Ms Rousseff made a last-ditch appeal to the Supreme Court to stop proceedings, but the move was rejected. Her suspension brings an end to 13 years of the rule of her Workers’ Party.

Ms Rousseff, 68, who was first sworn into office in January 2011 and started a second term in 2015, has called the steps to remove her a “coup”.

In a speech at the end of the all-night Senate session, attorney general Jose Eduardo Cardozo said that the impeachment request did not have legal basis and that the opposition wanted to remove a democratically-elected president.

He said senators were condemning an “innocent woman” and that impeachment was a “historic injustice”.

Michel Temer became interim President as soon as Ms Rousseff was suspended.

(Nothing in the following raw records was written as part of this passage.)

//! Path results returned by lowest-weight queries

use std::fmt;

use serde::Serialize;

use crate::edge::VertexId;

/// Ordered vertex ids from source to destination, both inclusive
#[derive(Debug, Clone, PartialEq, Eq, Hash, Serialize)]
#[serde(transparent)]
pub struct PathResult {
    sequence: Vec<VertexId>,
}

impl PathResult {
    /// Build from a destination-to-source walk, reversing it once
    pub fn from_reversed(mut reversed: Vec<VertexId>) -> Self {
        reversed.reverse();
        Self { sequence: reversed }
    }

    pub fn vertices(&self) -> &[VertexId] {
        &self.sequence
    }

    pub fn source(&self) -> Option<VertexId> {
        self.sequence.first().copied()
    }

    pub fn destination(&self) -> Option<VertexId> {
        self.sequence.last().copied()
    }

    /// Number of edges traversed
    pub fn hops(&self) -> usize {
        self.sequence.len().saturating_sub(1)
    }

    pub fn len(&self) -> usize {
        self.sequence.len()
    }

    pub fn is_empty(&self) -> bool {
        self.sequence.is_empty()
    }
}

impl From<PathResult> for Vec<VertexId> {
    fn from(path: PathResult) -> Self {
        path.sequence
    }
}

impl fmt::Display for PathResult {
    fn fmt(&self, f: &mut fmt::Formatter<'_>) -> fmt::Result {
        let joined = self
            .sequence
            .iter()
            .map(|v| v.to_string())
            .collect::<Vec<_>>()
            .join(" -> ");
        write!(f, "Path ( {} )", joined)
    }
}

The 75-year-old law professor of Lebanese origin was Ms Rousseff’s vice-president and was a key figure in the recent upheaval

Up until now, he’s been the kingmaker, but never the king, having helped form coalitions with every president in the past two decades

He is president of Brazil’s largest party, the PMDB, which abandoned the coalition in March

In recent months, his role has become even more influential; in a WhatsApp recording leaked in April, he outlined how Brazil needed a “government to save the country”.

The new president of Brazil has family roots in the village of Btaaboura in Lebanon, where there is a “Temer Street”

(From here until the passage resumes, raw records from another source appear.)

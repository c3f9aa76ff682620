use pathgraph_core::edge::EdgeSpec;
use pathgraph_core::format::OutputFormat;
use pathgraph_core::graph::RelaxationMode;

/// Parse an edge triple from string
pub fn parse_edge_spec(s: &str) -> std::result::Result<EdgeSpec, String> {
    s.parse::<EdgeSpec>().map_err(|e| e.to_string())
}

/// Parse relaxation mode from string
pub fn parse_relaxation_mode(s: &str) -> std::result::Result<RelaxationMode, String> {
    s.parse::<RelaxationMode>().map_err(|e| e.to_string())
}

/// Parse output format from string
pub fn parse_output_format(s: &str) -> std::result::Result<OutputFormat, String> {
    s.parse::<OutputFormat>().map_err(|e| e.to_string())
}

All 71 senators present for the vote made their case for or against impeachment in 15-minute slots. They finished at 05:45 local time (08:45GMT), more than 20 hours after the session opened.

In the Senate, the arguments given for the trial were mainly economic; many blamed President Rousseff for the dire straits the country’s economy is in.

Brazil is suffering from its worst recession in 10 years, unemployment reached 9% in 2015 and inflation is at a 12-year high.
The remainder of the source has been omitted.